__EXERCISE BRIEF__. From the records below, please repeat exactly the line that has "started at all.", the line that has "parse command output.", and every line between them, and nothing else.

==== AVAILABLE DATA ====

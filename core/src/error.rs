//! Error types for the portify-core library.

use thiserror::Error;

/// Result type alias for portify operations.
pub type Result<T> = std::result::Result<T, Error>;

/// Errors surfaced by the library to its callers.
#[derive(Error, Debug)]
pub enum Error {
    /// The connection table could not be read.
    #[error("Error scanning ports: {0}")]
    Scan(#[from] ScanError),

    /// I/O error.
    #[error("I/O error: {0}")]
    Io(#[from] std::io::Error),

    /// JSON serialization/deserialization error.
    #[error("JSON error: {0}")]
    Json(#[from] serde_json::Error),

    /// Configuration error.
    #[error("Configuration error: {0}")]
    Config(String),
}

/// Errors that can occur while querying the OS connection table.
///
/// Only `PermissionDenied` from the bulk query is recoverable: the
/// enumerator then walks processes one by one.
#[derive(Error, Debug)]
pub enum ScanError {
    /// The scanning tool could not be started at all.
    #[error("Tool unavailable: {0}")]
    ToolUnavailable(String),

    /// The scanning command ran but reported failure.
    #[error("Command execution failed: {0}")]
    CommandFailed(String),

    /// Failed to parse command output.
    #[error("Failed to parse output: {0}")]
    ParseError(String),

    /// The OS refused the bulk query.
    #[error("Permission denied: {0}")]
    PermissionDenied(String),

    /// I/O error occurred.
    #[error("I/O error: {0}")]
    Io(#[from] std::io::Error),

    /// Platform not supported.
    #[error("Platform not supported")]
    PlatformNotSupported,
}

/// Per-process failures while resolving, sampling or signalling a PID.
#[derive(Error, Debug, Clone, PartialEq, Eq)]
pub enum ProbeError {
    /// The process does not exist (or exited while we looked at it).
    #[error("Process with PID {0} not found")]
    NoSuchProcess(u32),

    /// The OS refused access to the process.
    #[error("Access denied for PID {0}")]
    AccessDenied(u32),

    /// The tool used to probe the process could not run at all.
    #[error("Probe unavailable: {0}")]
    Unavailable(String),

    /// Anything else.
    #[error("{0}")]
    Other(String),
}

impl ProbeError {
    /// Whether this failure is the expected, per-item kind that a scan
    /// absorbs by degrading the record.
    pub fn is_transient(&self) -> bool {
        matches!(self, ProbeError::NoSuchProcess(_) | ProbeError::AccessDenied(_))
    }
}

====

__OUTPUT FOR THIS TASK__.
    /// The scanning tool could not be started at all.
    #[error("Tool unavailable: {0}")]
    ToolUnavailable(String),

    /// The scanning command ran but reported failure.
    #[error("Command execution failed: {0}")]
    CommandFailed(String),

    /// Failed to parse command output.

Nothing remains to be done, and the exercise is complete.